• _DIRECTIONS FOR THIS TASK_
How many lines in these records hold the string "EnrollmentStatus"? State only that number.

• _Stored entries_

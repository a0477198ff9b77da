use actix_web::{HttpRequest, HttpResponse, Result as ActixResult};
use tracing::info;

use super::CourseService;
use crate::models::{
    ApiResponse, ErrorCode,
    courses::requests::{CreateCourseRequest, UpdateCourseRequest},
};
use crate::services::{bad_request, not_found, storage_error};

use crate::utils::validate::{validate_code, validate_text};

const MAX_CREDITS: f64 = 20.0;
const MAX_HOURS: i32 = 500;

fn check_fields(
    code: Option<&str>,
    name: Option<&str>,
    credits: Option<f64>,
    hours: Option<i32>,
) -> Result<(), String> {
    if let Some(code) = code {
        validate_code("课程代码", code, 3)?;
    }
    if let Some(name) = name {
        validate_text("课程名称", name, 1, 100)?;
    }
    if let Some(credits) = credits
        && !(credits > 0.0 && credits <= MAX_CREDITS)
    {
        return Err(format!("学分必须大于 0 且不超过 {MAX_CREDITS}"));
    }
    if let Some(hours) = hours
        && !(1..=MAX_HOURS).contains(&hours)
    {
        return Err(format!("学时必须在 1 到 {MAX_HOURS} 之间"));
    }
    Ok(())
}

pub async fn create_course(
    service: &CourseService,
    mut course: CreateCourseRequest,
    request: &HttpRequest,
) -> ActixResult<HttpResponse> {
    course.course_code = course.course_code.trim().to_string();
    if let Err(msg) = check_fields(
        Some(&course.course_code),
        Some(&course.course_name),
        Some(course.credits),
        Some(course.hours),
    ) {
        return Ok(bad_request(ErrorCode::ValidationFailed, msg));
    }

    let storage = service.get_storage(request)?;
    match storage.create_course(course).await {
        Ok(course) => {
            info!("创建课程 {} {}", course.course_code, course.course_name);
            Ok(HttpResponse::Created().json(ApiResponse::success(course, "课程创建成功")))
        }
        Err(e) => Ok(storage_error(
            e,
            ErrorCode::DepartmentNotFound,
            ErrorCode::CourseAlreadyExists,
            "创建课程失败",
        )),
    }
}

pub async fn update_course(
    service: &CourseService,
    course_id: i64,
    update: UpdateCourseRequest,
    request: &HttpRequest,
) -> ActixResult<HttpResponse> {
    if let Err(msg) = check_fields(
        update.course_code.as_deref(),
        update.course_name.as_deref(),
        update.credits,
        update.hours,
    ) {
        return Ok(bad_request(ErrorCode::ValidationFailed, msg));
    }

    let storage = service.get_storage(request)?;
    match storage.update_course(course_id, update).await {
        Ok(Some(course)) => Ok(HttpResponse::Ok().json(ApiResponse::success(course, "课程更新成功"))),
        Ok(None) => Ok(not_found(ErrorCode::CourseNotFound, "课程不存在")),
        Err(e) => Ok(storage_error(
            e,
            ErrorCode::DepartmentNotFound,
            ErrorCode::CourseAlreadyExists,
            "更新课程失败",
        )),
    }
}

pub async fn delete_course(
    service: &CourseService,
    course_id: i64,
    request: &HttpRequest,
) -> ActixResult<HttpResponse> {
    let storage = service.get_storage(request)?;

    match storage.delete_course(course_id).await {
        Ok(true) => Ok(HttpResponse::Ok().json(ApiResponse::success_empty("课程删除成功"))),
        Ok(false) => Ok(not_found(ErrorCode::CourseNotFound, "课程不存在")),
        Err(e) => Ok(storage_error(
            e,
            ErrorCode::CourseNotFound,
            ErrorCode::CourseInUse,
            "删除课程失败",
        )),
    }
}

#[cfg(test)]
mod tests {
    use super::*;

    #[test]
    fn test_credit_and_hour_bounds() {
        assert!(check_fields(Some("CS101"), Some("数据结构"), Some(3.5), Some(64)).is_ok());
        assert!(check_fields(None, None, Some(0.0), None).is_err());
        assert!(check_fields(None, None, Some(-1.0), None).is_err());
        assert!(check_fields(None, None, Some(f64::NAN), None).is_err());
        assert!(check_fields(None, None, None, Some(0)).is_err());
        assert!(check_fields(None, None, None, Some(MAX_HOURS + 1)).is_err());
    }

    #[test]
    fn test_course_code_rules() {
        assert!(check_fields(Some("CS"), None, None, None).is_err());
        assert!(check_fields(Some("CS-101"), None, None, None).is_ok());
    }
}
pub mod entities;
pub mod requests;
pub mod responses;

pub use entities::CurrentUser;
pub use requests::{ChangePasswordRequest, LoginRequest};
pub use responses::{LoginResponse, ProfileResponse, RefreshTokenResponse};
//! 选课实体

use sea_orm::entity::prelude::*;

use super::to_datetime;

#[derive(Clone, Debug, PartialEq, DeriveEntityModel)]
#[sea_orm(table_name = "enrollments")]
pub struct Model {
    #[sea_orm(primary_key)]
    pub id: i64,
    pub student_id: i64,
    pub offering_id: i64,
    pub status: String,
    pub reason: Option<String>,
    pub enrolled_at: i64,
    pub reviewed_at: Option<i64>,
    pub reviewed_by: Option<i64>,
}

#[derive(Copy, Clone, Debug, EnumIter, DeriveRelation)]
pub enum Relation {
    #[sea_orm(
        belongs_to = "super::students::Entity",
        from = "Column::StudentId",
        to = "super::students::Column::Id",
        on_delete = "Cascade"
    )]
    Student,
    #[sea_orm(
        belongs_to = "super::course_offerings::Entity",
        from = "Column::OfferingId",
        to = "super::course_offerings::Column::Id",
        on_delete = "Cascade"
    )]
    Offering,
    #[sea_orm(has_one = "super::grades::Entity")]
    Grade,
}

impl Related<super::students::Entity> for Entity {
    fn to() -> RelationDef {
        Relation::Student.def()
    }
}

impl Related<super::course_offerings::Entity> for Entity {
    fn to() -> RelationDef {
        Relation::Offering.def()
    }
}

impl Related<super::grades::Entity> for Entity {
    fn to() -> RelationDef {
        Relation::Grade.def()
    }
}

impl ActiveModelBehavior for ActiveModel {}

impl Model {
    pub fn into_enrollment(self) -> crate::models::enrollments::entities::Enrollment {
        use crate::models::enrollments::entities::{Enrollment, EnrollmentStatus};

        Enrollment {
            id: self.id,
            student_id: self.student_id,
            offering_id: self.offering_id,
            status: self.status.parse().unwrap_or(EnrollmentStatus::Pending),
            reason: self.reason,
            enrolled_at: to_datetime(self.enrolled_at),
            reviewed_at: self.reviewed_at.map(to_datetime),
            reviewed_by: self.reviewed_by,
        }
    }
}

• _EXERCISE RESPONSE_
2